Work instructions: Wherever a line in the data below holds "serde", copy that line.

Records provided:
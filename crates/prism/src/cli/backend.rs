//! The `prism backend` command for latest/pinned selection.

use clap::{Args, Subcommand};
use console::Style;
use prism_core::{BackendId, BackendRegistry, Config};

/// Arguments for the `backend` command.
#[derive(Args, Debug)]
pub struct BackendArgs {
    #[command(subcommand)]
    pub command: BackendCommand,
}

#[derive(Subcommand, Debug)]
pub enum BackendCommand {
    /// List both backends with their URLs
    List,

    /// Show the selected backend
    Show,

    /// Select the backend used by later commands
    Select {
        /// "latest" or "pinned"
        backend: BackendId,
    },
}

/// Execute the backend command.
pub async fn execute(args: BackendArgs, config: &Config) -> anyhow::Result<()> {
    let registry = BackendRegistry::from_config(config);

    match args.command {
        BackendCommand::List => {
            let selected = registry.selected().await;
            let bold = Style::new().bold();
            for option in registry.list_options() {
                let marker = if option.id == selected { "*" } else { " " };
                println!(
                    "{marker} {:<8} {:<20} {}",
                    option.id,
                    bold.apply_to(&option.label),
                    option.url
                );
            }
        }

        BackendCommand::Show => {
            let selected = registry.selected().await;
            println!("{selected} {}", registry.resolve_url(selected));
        }

        BackendCommand::Select { backend } => {
            registry.select(backend).await?;
            tracing::info!("Selected {backend} backend");
            println!("Selected {backend} backend at {}", registry.resolve_url(backend));
        }
    }

    Ok(())
}
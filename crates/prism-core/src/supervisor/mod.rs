//! Backend version supervision.
//!
//! Persists which backend version the user wants, reads the manifest of
//! bundled versions, and (in packaged installs) owns the single backend
//! child process. All process operations are serialized through one async
//! mutex, so a version switch always stops the old backend before the new
//! one is launched.

mod manifest;
mod process;
mod store;

pub use manifest::{ManifestLocator, VersionManifest, MANIFEST_RELATIVE_PATH};
pub use process::{BackendProcess, LaunchSpec, ProcessState, PORT_ENV, VERSION_ENV};
pub use store::{VersionStore, DEFAULT_BACKEND_VERSION};

use serde::Serialize;
use tokio::sync::{watch, Mutex};

use crate::config::Config;
use crate::error::SupervisorError;

/// Result of [`VersionSupervisor::set_version`].
#[derive(Debug, Clone, PartialEq, Eq, Serialize)]
#[serde(rename_all = "camelCase")]
pub struct SetVersionOutcome {
    /// The version was persisted
    pub success: bool,
    /// A backend is now running the new version
    pub backend_started: bool,
    #[serde(skip_serializing_if = "Option::is_none")]
    pub message: Option<String>,
}

/// Result of [`VersionSupervisor::try_start`].
#[derive(Debug, Clone, PartialEq, Eq, Serialize)]
pub struct StartOutcome {
    pub started: bool,
    #[serde(skip_serializing_if = "Option::is_none")]
    pub message: Option<String>,
}

impl StartOutcome {
    fn from_result(result: Result<(), SupervisorError>) -> Self {
        match result {
            Ok(()) => Self {
                started: true,
                message: None,
            },
            Err(e) => Self {
                started: false,
                message: Some(e.to_string()),
            },
        }
    }
}

pub struct VersionSupervisor {
    store: VersionStore,
    manifest: ManifestLocator,
    process: Mutex<BackendProcess>,
    state: watch::Receiver<ProcessState>,
    port: u16,
    packaged: bool,
}

impl VersionSupervisor {
    pub fn new(
        store: VersionStore,
        manifest: ManifestLocator,
        launch: LaunchSpec,
        packaged: bool,
    ) -> Self {
        let port = launch.port;
        let process = BackendProcess::new(launch);
        let state = process.watch_state();
        Self {
            store,
            manifest,
            process: Mutex::new(process),
            state,
            port,
            packaged,
        }
    }

    /// Packaged mode comes from `supervisor.packaged` (or `PRISM_PACKAGED` via
    /// [`Config::load`]).
    pub fn from_config(config: &Config) -> Self {
        let packaged = config.supervisor.packaged;
        Self::new(
            VersionStore::new(config.version_file()),
            ManifestLocator::new(config.resources_dir(), config.dev_resources_dir()),
            LaunchSpec::from_config(config),
            packaged,
        )
    }

    pub fn is_packaged(&self) -> bool {
        self.packaged
    }

    pub fn manifest_path(&self) -> std::path::PathBuf {
        self.manifest.path()
    }

    /// Persisted version, defaulting to `1.0.0`.
    pub async fn stored_version(&self) -> String {
        self.store.load().await
    }

    pub async fn versions_manifest(&self) -> VersionManifest {
        self.manifest.load().await
    }

    /// Persist `version` and, when packaged, restart the backend on it.
    ///
    /// The version is kept even if the restart fails.
    pub async fn set_version(&self, version: &str) -> SetVersionOutcome {
        let manifest = self.manifest.load().await;
        if !manifest.contains(version) {
            tracing::warn!("Backend version {version} is not listed in the manifest");
        }

        if let Err(e) = self.store.save(version).await {
            let err = SupervisorError::Persist(e);
            tracing::error!("{err}");
            return SetVersionOutcome {
                success: false,
                backend_started: false,
                message: Some(err.to_string()),
            };
        }
        tracing::info!("Backend version set to {version}");

        if !self.packaged {
            return SetVersionOutcome {
                success: true,
                backend_started: false,
                message: None,
            };
        }

        let result = self.process.lock().await.start(version).await;
        let started = StartOutcome::from_result(result);
        SetVersionOutcome {
            success: true,
            backend_started: started.started,
            message: started.message,
        }
    }

    /// Start `version` (or the stored version) unless it is already running.
    pub async fn try_start(&self, version: Option<&str>) -> StartOutcome {
        let version = match version {
            Some(v) => v.to_string(),
            None => self.stored_version().await,
        };

        let mut process = self.process.lock().await;
        process.reap();
        if process.state() == ProcessState::Running && process.version() == Some(version.as_str()) {
            tracing::debug!("Backend {version} is already running");
            return StartOutcome {
                started: true,
                message: Some(format!("Backend {version} is already running")),
            };
        }

        StartOutcome::from_result(process.start(&version).await)
    }

    /// Launch the stored version at startup. Only packaged installs supervise.
    pub async fn start_stored(&self) -> Option<StartOutcome> {
        if !self.packaged {
            tracing::debug!("Not packaged; skipping backend launch");
            return None;
        }
        Some(self.try_start(None).await)
    }

    /// Stop the backend if one is running.
    pub async fn stop(&self) {
        self.process.lock().await.stop().await;
    }

    /// Current state, readable while a start is in progress.
    pub fn state(&self) -> ProcessState {
        *self.state.borrow()
    }

    pub fn subscribe(&self) -> watch::Receiver<ProcessState> {
        self.state.clone()
    }

    /// Running version and pid, after noticing an unexpected exit.
    pub async fn running(&self) -> Option<(String, Option<u32>)> {
        let mut process = self.process.lock().await;
        process.reap();
        let version = process.version()?.to_string();
        Some((version, process.pid()))
    }

    /// URL of the supervised backend.
    pub fn backend_url(&self) -> String {
        format!("http://127.0.0.1:{}", self.port)
    }

    pub fn port(&self) -> u16 {
        self.port
    }
}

Task solution:
use serde::Serialize;
#[serde(rename_all = "camelCase")]
    #[serde(skip_serializing_if = "Option::is_none")]
    #[serde(skip_serializing_if = "Option::is_none")]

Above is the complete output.